An ingenious way to cut back on plastic
I'm pretty certain it can't have escaped your notice that we're currently in the eye of a plastic crisis storm right now. Whilst I don't want to get too bogged down in the details, it's worth noting some of the headline facts.
Fact: More plastic was produced in the last decade than in the entire century before that.
Fact: Half of the 300 million tons of plastic produced each year is used only once
Fact: It takes anything from 500 to 1,000 years for plastic to degrade
Fact: 8 million metric tons of plastic ends up in our oceans. That's estimated to double by 2025
Fact: Scientists estimate that 1 million seabirds and 100,000 mammals are killed by consuming plastic every year
Fact: More than 40% of plastic is used to create packaging
Those are shocking statistics and it's beholden on every one of us to try and do something about our plastic consumption. This really is a case of every little helping. The charge on plastic bags is doing a fine job of persuading us to carry reusable bags with us for our shopping (in Kenya, where I was recently, plastic bags are banned entirely. Just saying...) And I've stopped buying plastic water bottles and instead carry one that I refill each time (I have a selection in various sizes depending on the size of my bag and the amount I think I'm going to need). It's really not hard to do, just a new habit to get used to.

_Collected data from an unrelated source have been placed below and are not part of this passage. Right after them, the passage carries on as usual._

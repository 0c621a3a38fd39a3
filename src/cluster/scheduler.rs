//! Cluster scheduler contract and the in-process cluster.
//!
//! The dispatcher only needs two operations from a cluster: `submit` one
//! group and get a handle back, then `gather` a list of handles into their
//! results. [`LocalCluster`] implements them on the current tokio runtime,
//! with one slot per worker bounding how many groups run at once.

use std::net::ToSocketAddrs;
use std::sync::Arc;

use async_trait::async_trait;
use futures::future::join_all;
use tokio::runtime::Handle;
use tokio::sync::{oneshot, Semaphore};
use tracing::{debug, error, info};

use crate::error::{FanOutError, Result};
use crate::metrics::{MetricsCollector, Outcome};

use super::partition::WorkGroup;

/// Default address of the cluster scheduler.
pub const DEFAULT_CLUSTER_ADDRESS: &str = "localhost:9010";

/// Pending result of one submitted group.
#[derive(Debug)]
pub struct GroupHandle<T> {
    group: usize,
    receiver: oneshot::Receiver<Result<Vec<T>>>,
}

impl<T> GroupHandle<T> {
    pub fn new(group: usize, receiver: oneshot::Receiver<Result<Vec<T>>>) -> Self {
        Self { group, receiver }
    }

    pub fn group(&self) -> usize {
        self.group
    }

    /// Waits for the group's result.
    ///
    /// # Errors
    ///
    /// The group's own error, or `WorkerLost` if the worker dropped the
    /// result channel (for example because the group panicked).
    pub async fn wait(self) -> Result<Vec<T>> {
        let group = self.group;
        self.receiver
            .await
            .unwrap_or(Err(FanOutError::WorkerLost { group }))
    }
}

/// A scheduler that runs groups on cluster workers.
#[async_trait]
pub trait ClusterScheduler: Send + Sync {
    /// Address the scheduler was reached at.
    fn address(&self) -> &str;

    /// Number of groups the cluster runs at once.
    fn worker_count(&self) -> usize;

    /// Ships one group to the cluster.
    fn submit<T: Send + 'static>(&self, group: WorkGroup<T>) -> Result<GroupHandle<T>>;

    /// Waits for every handle, then returns results in handle order.
    ///
    /// There is no short-circuit: all groups are awaited before the first
    /// failure, in handle order, is reported.
    async fn gather<T: Send + 'static>(&self, handles: Vec<GroupHandle<T>>) -> Result<Vec<Vec<T>>> {
        join_all(handles.into_iter().map(GroupHandle::wait))
            .await
            .into_iter()
            .collect()
    }
}

/// In-process cluster running groups as tokio tasks.
#[derive(Debug)]
pub struct LocalCluster {
    address: String,
    worker_count: usize,
    slots: Arc<Semaphore>,
    metrics: MetricsCollector,
}

impl LocalCluster {
    /// Connects to the cluster at `address` with `worker_count` workers.
    ///
    /// The address must be a resolvable `host:port`. Connection failures are
    /// not retried.
    ///
    /// # Errors
    ///
    /// `ClusterUnavailable` if the address does not resolve, `Configuration`
    /// if `worker_count` is zero.
    pub fn connect(address: &str, worker_count: usize) -> Result<Self> {
        if worker_count == 0 {
            return Err(FanOutError::Configuration(
                "worker_count must be greater than 0".to_string(),
            ));
        }

        let unavailable = |reason: String| FanOutError::ClusterUnavailable {
            address: address.to_string(),
            reason,
        };

        let mut resolved = address
            .to_socket_addrs()
            .map_err(|e| unavailable(e.to_string()))?;
        if resolved.next().is_none() {
            return Err(unavailable("address resolved to nothing".to_string()));
        }

        info!(address = %address, workers = worker_count, "Connected to cluster");

        Ok(Self {
            address: address.to_string(),
            worker_count,
            slots: Arc::new(Semaphore::new(worker_count)),
            metrics: MetricsCollector::new(),
        })
    }

    /// Number of groups currently holding a worker slot.
    pub fn busy_workers(&self) -> usize {
        self.worker_count - self.slots.available_permits()
    }
}

#[async_trait]
impl ClusterScheduler for LocalCluster {
    fn address(&self) -> &str {
        &self.address
    }

    fn worker_count(&self) -> usize {
        self.worker_count
    }

    fn submit<T: Send + 'static>(&self, group: WorkGroup<T>) -> Result<GroupHandle<T>> {
        let runtime = Handle::try_current().map_err(|e| FanOutError::ClusterUnavailable {
            address: self.address.clone(),
            reason: format!("no runtime to run workers on: {}", e),
        })?;

        let index = group.index();
        let (tx, rx) = oneshot::channel();
        let slots = Arc::clone(&self.slots);
        let metrics = self.metrics;

        runtime.spawn(async move {
            let Ok(_slot) = slots.acquire_owned().await else {
                error!(group = index, "Cluster closed before group could start");
                metrics.record_group(Outcome::Failed);
                return;
            };
            debug!(group = index, units = group.len(), "Worker picked up group");
            let result = group.invoke().await;
            metrics.record_group(Outcome::of(&result));
            // Receiver gone means the caller stopped gathering.
            let _ = tx.send(result);
        });

        Ok(GroupHandle::new(index, rx))
    }
}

Retailers need to play their part too. Iceland has led the way by promising to eliminate plastic packaging on all their own brand goods within five years. Hopefully others will follow suit. But if they need any ideas or inspiration, they'd do well to look at French supermarket chain Auchin's first organic supermarket, Coeur de Nature (Heart of Nature) which I was lucky enough to stumble across when I visited Paris earlier this year to celebrate a special birthday with a very unconventional Heydayer
What a place! It wasn't just the enticing displays in the store that caught my eye. It was the fact that huge quantities of the products were being sold in a way that encouraged customers to use, and reuse, their own packaging. So you could stock up on spices and seeds....
Or, even more impressively (but sadly rather less photogenically), you could use their recycled and reusable bottles to stock up on organic cooking oil
And even, brilliantly, organic washing liquid
How fantastic is that?
Come on UK supermarkets, if the French can do it, you definitely can!
If you've seen or tried any marvellous ways of saving on plastic use, I'd love to hear about them.